China's population declines for 2nd year with record low birth rate

China's population fell for the second consecutive year in 2023, driven by a record low birth rate and a surge in COVID-19 deaths following the end of strict lockdowns.

Publication: 17.01.2024 - 11:38
China's population declines for 2nd year with record low birth rate
Abone Ol google-news

The National Bureau of Statistics reported a 0.15% decrease, with the total population dropping by 2.08 million to 1.409 billion. This decline surpassed the 850,000 decrease in 2022, the first since the Great Famine of the Mao Zedong era in 1961.

A dramatic COVID-19 surge early last year followed three years of tight screening and quarantine measures. Total deaths in 2023 rose 6.6% to 11.1 million, the highest death rate since 1974 during the Cultural Revolution. New births decreased by 5.7% to 9.02 million, with a record low birth rate of 6.39 births per 1,000 people.

The one-child policy, in effect from 1980 to 2015, and rapid urbanization have led to a long-term decline in births. Urban living, where raising children is more costly, has deterred many from starting families. Japan and South Korea faced similar trends, with birth rates of 6.3 and 4.9 per 1,000 people, respectively, in 2022.

University of Michigan demographer Zhou Yun noted that reversing fertility decline in low-fertility countries is often challenging. In China, record-high youth unemployment, falling wages for many white-collar workers, and a deepening crisis in the property sector have further dampened the desire for having children.

These developments raise concerns about China's economic growth prospects, as fewer workers and consumers and the rising costs of elderly care strain local governments. India surpassed China as the world's most populous nation last year, according to the United Nations. This shift has sparked discussions about relocating some China-based supply chains, especially amidst rising geopolitical tensions between Beijing and Washington.

U.N. experts predict China's population will shrink by 109 million by 2050, a more than threefold increase from the 2019 forecast. In 2023, about 21.1% of China's population was aged 60 and over, up from 2022. The retirement-age population is expected to exceed 400 million by 2035.

The state-run Chinese Academy of Sciences predicts the pension system could run out of money by 2035. Zhu Guoping, a 57-year-old farmer, expressed concerns about his meager savings and the insufficiency of his future pension.

To encourage childbirth, local governments have introduced various incentives, including tax deductions, extended maternity leave, and housing subsidies. However, implementation has been slow due to funding shortages and local government disinterest. A Beijing policy institute has called for a unified nationwide family subsidy scheme.

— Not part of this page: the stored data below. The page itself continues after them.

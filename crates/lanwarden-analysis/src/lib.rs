//! LanWarden Analysis - derived views over scan results
//!
//! Everything in this crate is a pure or store-owned computation over the
//! `lanwarden-core` data model:
//! - `ReputationScorer`: trust score with a retained factor breakdown
//! - `ThreatAnalyzer`: severity-ranked findings over an inventory
//! - `UptimeTracker`: availability history and downtime reconstruction
//! - `compliance`: named pass/fail checks over the device list

pub mod compliance;
pub mod reputation;
pub mod threat;
pub mod uptime;

pub use compliance::{ComplianceCheck, ComplianceReport};
pub use reputation::{
    DeviceReputation, ReputationFactor, ReputationRating, ReputationScorer,
    ReputationStatistics,
};
pub use threat::{Severity, ThreatAnalyzer, ThreatFinding, ThreatSummary};
pub use uptime::{
    DowntimeEvent, Observation, Reliability, UptimeRecord, UptimeStatistics, UptimeTracker,
};
//! Single-port TCP connect probe - the leaf primitive of the engine
//!
//! A probe never returns an error for connectivity outcomes: refused, timed
//! out, and unreachable are ordinary result values (the scan folds them into
//! "not open" / "not online").

use std::future::Future;
use std::net::{IpAddr, Ipv4Addr, SocketAddr};
use std::time::Duration;
use tokio::net::TcpStream;
use tokio::time::timeout;
use tracing::trace;

/// Terminal outcome of a single connect attempt
#[derive(Debug, Clone, Copy, PartialEq, Eq)]
pub enum ProbeOutcome {
    /// Handshake completed within the timeout
    Open { rtt_ms: u64 },
    /// Connection actively refused (RST) - host is alive, port closed
    Refused,
    /// No terminal state before the deadline
    TimedOut,
    /// Network-level failure (no route, host unreachable)
    Unreachable,
}

impl ProbeOutcome {
    pub fn is_open(&self) -> bool {
        matches!(self, ProbeOutcome::Open { .. })
    }

    /// Whether the outcome proves a host exists at the address
    pub fn indicates_alive(&self) -> bool {
        matches!(self, ProbeOutcome::Open { .. } | ProbeOutcome::Refused)
    }
}

/// Connect-probe capability. The production implementation opens real TCP
/// connections; tests substitute scripted responders.
pub trait Probe: Send + Sync + 'static {
    fn probe(
        &self,
        ip: Ipv4Addr,
        port: u16,
        deadline: Duration,
    ) -> impl Future<Output = ProbeOutcome> + Send;
}

/// Real TCP connect probe
#[derive(Debug, Clone, Copy, Default)]
pub struct TcpProbe;

impl TcpProbe {
    pub fn new() -> Self {
        Self
    }
}

impl Probe for TcpProbe {
    async fn probe(&self, ip: Ipv4Addr, port: u16, deadline: Duration) -> ProbeOutcome {
        let addr = SocketAddr::new(IpAddr::V4(ip), port);
        let start = std::time::Instant::now();

        match timeout(deadline, TcpStream::connect(addr)).await {
            Ok(Ok(_stream)) => {
                let rtt_ms = start.elapsed().as_millis() as u64;
                trace!("{}:{} open ({} ms)", ip, port, rtt_ms);
                ProbeOutcome::Open { rtt_ms }
            }
            Ok(Err(e)) if e.kind() == std::io::ErrorKind::ConnectionRefused => {
                trace!("{}:{} refused", ip, port);
                ProbeOutcome::Refused
            }
            Ok(Err(e)) => {
                trace!("{}:{} unreachable: {}", ip, port, e);
                ProbeOutcome::Unreachable
            }
            Err(_) => {
                trace!("{}:{} timed out", ip, port);
                ProbeOutcome::TimedOut
            }
        }
    }
}

#[cfg(test)]
mod tests {
    use super::*;

    #[tokio::test]
    async fn test_probe_open_against_listener() {
        let listener = tokio::net::TcpListener::bind("127.0.0.1:0").await.unwrap();
        let port = listener.local_addr().unwrap().port();

        let outcome = TcpProbe::new()
            .probe(Ipv4Addr::LOCALHOST, port, Duration::from_secs(1))
            .await;
        assert!(outcome.is_open());
        assert!(outcome.indicates_alive());
    }

    #[tokio::test]
    async fn test_probe_refused_on_unbound_port() {
        // Bind then drop to get a port that is very likely unbound
        let listener = tokio::net::TcpListener::bind("127.0.0.1:0").await.unwrap();
        let port = listener.local_addr().unwrap().port();
        drop(listener);

        let outcome = TcpProbe::new()
            .probe(Ipv4Addr::LOCALHOST, port, Duration::from_secs(1))
            .await;
        assert_eq!(outcome, ProbeOutcome::Refused);
        assert!(outcome.indicates_alive());
        assert!(!outcome.is_open());
    }
}
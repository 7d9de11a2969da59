//! LanWarden Engine - scan orchestration
//!
//! The orchestrator drives one scan end to end: discovery, per-host port
//! scanning, classification, reputation scoring. It owns the inventory while
//! a scan runs and emits progress over an event channel. The scheduler turns
//! `ScanSchedule`s into due-scan decisions on a tick.

pub mod orchestrator;
pub mod scheduler;

pub use orchestrator::{
    ScanEvent, ScanHandle, ScanOrchestrator, ScanOutcome, ScanReport, ScanState,
};
pub use scheduler::ScanScheduler;
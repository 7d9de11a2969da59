//! Logging configuration using tracing

use tracing_subscriber::{
    fmt::{self, format::FmtSpan},
    layer::SubscriberExt,
    util::SubscriberInitExt,
    EnvFilter,
};

/// Log format options
#[derive(Debug, Clone, Copy, Default)]
pub enum LogFormat {
    /// Human-readable format (default for development)
    #[default]
    Pretty,
    /// JSON format (for log aggregation)
    Json,
    /// Compact single-line format
    Compact,
}

impl LogFormat {
    pub fn from_name(name: &str) -> Self {
        match name {
            "json" => LogFormat::Json,
            "compact" => LogFormat::Compact,
            _ => LogFormat::Pretty,
        }
    }
}

/// Logging configuration
#[derive(Debug, Clone)]
pub struct LogConfig {
    /// Minimum log level (default: info)
    pub level: String,
    /// Log format
    pub format: LogFormat,
    /// Include span events (enter/exit)
    pub with_spans: bool,
    /// Include target (module path)
    pub with_target: bool,
}

impl Default for LogConfig {
    fn default() -> Self {
        Self {
            level: String::from("info"),
            format: LogFormat::Pretty,
            with_spans: false,
            with_target: true,
        }
    }
}

impl LogConfig {
    pub fn new() -> Self {
        Self::default()
    }

    pub fn level(mut self, level: impl Into<String>) -> Self {
        self.level = level.into();
        self
    }

    pub fn format(mut self, format: LogFormat) -> Self {
        self.format = format;
        self
    }

    pub fn json(mut self) -> Self {
        self.format = LogFormat::Json;
        self
    }

    pub fn with_spans(mut self) -> Self {
        self.with_spans = true;
        self
    }
}

/// Initialize the global tracing subscriber with default settings
pub fn init_logging() {
    init_logging_with_config(LogConfig::default());
}

/// Initialize the global tracing subscriber with custom configuration
pub fn init_logging_with_config(config: LogConfig) {
    let env_filter =
        EnvFilter::try_from_default_env().unwrap_or_else(|_| EnvFilter::new(&config.level));

    let span_events = if config.with_spans {
        FmtSpan::NEW | FmtSpan::CLOSE
    } else {
        FmtSpan::NONE
    };

    match config.format {
        LogFormat::Json => {
            let fmt_layer = fmt::layer()
                .json()
                .with_span_events(span_events)
                .with_target(config.with_target);

            tracing_subscriber::registry()
                .with(env_filter)
                .with(fmt_layer)
                .init();
        }
        LogFormat::Compact => {
            let fmt_layer = fmt::layer()
                .compact()
                .with_span_events(span_events)
                .with_target(config.with_target);

            tracing_subscriber::registry()
                .with(env_filter)
                .with(fmt_layer)
                .init();
        }
        LogFormat::Pretty => {
            let fmt_layer = fmt::layer()
                .pretty()
                .with_span_events(span_events)
                .with_target(config.with_target);

            tracing_subscriber::registry()
                .with(env_filter)
                .with(fmt_layer)
                .init();
        }
    }
}

#[cfg(test)]
mod tests {
    use super::*;

    #[test]
    fn test_log_config_builder() {
        let config = LogConfig::new().level("debug").json().with_spans();

        assert_eq!(config.level, "debug");
        assert!(matches!(config.format, LogFormat::Json));
        assert!(config.with_spans);
    }

    #[test]
    fn test_format_from_name() {
        assert!(matches!(LogFormat::from_name("json"), LogFormat::Json));
        assert!(matches!(LogFormat::from_name("compact"), LogFormat::Compact));
        assert!(matches!(LogFormat::from_name("anything"), LogFormat::Pretty));
    }
}
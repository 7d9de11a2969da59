//! LanWarden Network - the concurrent scanning engine
//!
//! This crate provides the core network capabilities:
//! - Port probing (TCP connect with bounded timeout)
//! - Host discovery (ARP table, known devices, common ranges, full sweep)
//! - Port scanning (semaphore-bounded concurrent probes)
//! - Banner grabbing (protocol-specific probes)
//! - Service and device classification (banner regexes, port rule table, OUI)

pub mod banner;
pub mod cancel;
pub mod classify;
pub mod discovery;
pub mod port_scan;
pub mod probe;

pub use banner::BannerGrabber;
pub use cancel::{cancel_pair, CancelHandle, CancelToken};
pub use classify::{
    classify_device_type, manufacturer_for_mac, refine_with_manufacturer, ServiceClassifier,
    ServiceInfo,
};
pub use discovery::{
    DiscoveryConfig, DiscoveryPhase, DiscoveryProgress, DiscoveryReport, HostDiscoverer,
    LivenessProbe, TcpLivenessProbe,
};
pub use port_scan::{PortScanConfig, PortScanner};
pub use probe::{Probe, ProbeOutcome, TcpProbe};
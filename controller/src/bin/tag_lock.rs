//! Organ puzzle: four NFC readers, one relay lock.

use anyhow::Context;
use escape_puzzles::{
    hardware::HardwareContext,
    logging,
    reader::{bring_online, Reader},
    schedule::unless_shutdown,
    shutdown::Shutdown,
    tag_lock::{TagBoard, TagLockController, LOCKED_LEVEL},
    Config,
};
use tracing::{error, info};

#[tokio::main(flavor = "current_thread")]
async fn main() -> anyhow::Result<()> {
    logging::init("tag_lock");

    let config = Config::load().context("loading configuration")?;
    let lock_config = &config.tag_lock;
    let mut shutdown = Shutdown::install().context("installing signal handlers")?;

    info!("--- ORGAN PUZZLE --- press Ctrl+C to exit safely");

    let mut hardware = HardwareContext::open().context("opening GPIO")?;
    // Start locked before anything else can go wrong.
    let lock = hardware
        .output(lock_config.lock_pin, LOCKED_LEVEL)
        .context("acquiring lock relay pin")?;
    hardware
        .open_spi(lock_config.spi_hz)
        .context("opening SPI bus")?;

    let bring_up = async {
        let mut readers = Vec::with_capacity(lock_config.reader_cs_pins.len());
        for (i, &cs) in lock_config.reader_cs_pins.iter().enumerate() {
            let reader = match hardware.reader(cs) {
                Ok(device) => {
                    bring_online(
                        i + 1,
                        device,
                        lock_config.connect_attempts,
                        lock_config.connect_delay(),
                    )
                    .await
                }
                Err(e) => {
                    error!("Reader {}: chip select {} unavailable: {}", i + 1, cs, e);
                    Reader::Offline
                }
            };
            readers.push(reader);
        }
        readers
    };
    let Some(readers) = unless_shutdown(shutdown.wait(), bring_up).await? else {
        // the relay never left the locked level
        drop(lock);
        drop(hardware);
        info!("system halted safely");
        return Ok(());
    };

    let board = TagBoard::new(lock_config.correct_tags.clone(), lock_config.tag_expiry());
    let controller = TagLockController::new(readers, board, lock, lock_config.read_timeout())?;
    let online = controller.online_readers();
    if online < lock_config.reader_cs_pins.len() {
        error!(
            "only {online}/{} readers online, the lock cannot open",
            lock_config.reader_cs_pins.len()
        );
    }
    info!(lock = %controller.lock_state(), "waiting for organs...");

    controller.run(lock_config.poll_period(), shutdown.wait()).await?;

    drop(hardware);
    info!("system halted safely");
    Ok(())
}
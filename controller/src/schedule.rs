use std::{future::Future, time::Duration};

use tokio::time::{self, MissedTickBehavior};
use tracing::info;

use crate::{error::Error, shutdown::ShutdownSignalError};

/// Runs `cycle` once per `period` until `shutdown` resolves or a cycle fails.
///
/// The first cycle runs immediately. A pending shutdown wins over a due tick,
/// so an interrupt is handled at most one cycle late.
pub async fn poll_until<S, F>(period: Duration, shutdown: S, mut cycle: F) -> Result<(), Error>
where
    S: Future<Output = Result<(), ShutdownSignalError>>,
    F: FnMut() -> Result<(), Error>,
{
    tokio::pin!(shutdown);
    let mut ticker = time::interval(period.max(Duration::from_millis(1)));
    // A slow cycle pushes the schedule back instead of bursting to catch up.
    ticker.set_missed_tick_behavior(MissedTickBehavior::Delay);

    loop {
        tokio::select! {
            biased;
            signal = &mut shutdown => {
                signal?;
                info!("interrupt received, stopping");
                return Ok(());
            }
            _ = ticker.tick() => cycle()?,
        }
    }
}

/// Runs startup `work` unless `shutdown` resolves first. `Ok(None)` means the
/// interrupt won and `work` was dropped at its current await point.
pub async fn unless_shutdown<S, W>(shutdown: S, work: W) -> Result<Option<W::Output>, Error>
where
    S: Future<Output = Result<(), ShutdownSignalError>>,
    W: Future,
{
    tokio::select! {
        biased;
        signal = shutdown => {
            signal?;
            info!("interrupt received during startup");
            Ok(None)
        }
        output = work => Ok(Some(output)),
    }
}
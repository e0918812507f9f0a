//! Control loops for the escape-room puzzles running on the Raspberry Pi.
//!
//! - [`beam`]: laser-trip detector that sounds a buzzer while any beam is broken.
//! - [`tag_lock`]: four-reader NFC "organ" puzzle that opens a relay lock when
//!   every reader holds its correct tag.
//!
//! The loops only see `embedded-hal` traits; the Pi backend lives in
//! `hardware` behind the `rpi` feature.

pub mod beam;
pub mod config;
pub mod error;
#[cfg(feature = "rpi")]
pub mod hardware;
pub mod logging;
pub mod nfc;
pub mod output;
pub mod reader;
pub mod schedule;
pub mod shutdown;
pub mod tag;
pub mod tag_lock;
#[cfg(test)]
mod test_utils;

pub use config::{BeamConfig, Config, TagLockConfig};
pub use error::Error;
pub use tag::TagId;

Beijing resident Wang Weidong commented that he and his wife are hesitant to have a second child, citing that incentives alone are not enough to reverse the declining birth trend. He pointed out that the high costs of childcare and education, along with job market uncertainties, are major deterrents. Additionally, gender discrimination and traditional expectations for women to assume caretaking roles exacerbate the issue.

President Xi Jinping emphasized the importance of cultivating a new culture of marriage and childbearing linked to national development. Despite these efforts, the trend of declining births poses significant challenges for China's long-term economic and social stability.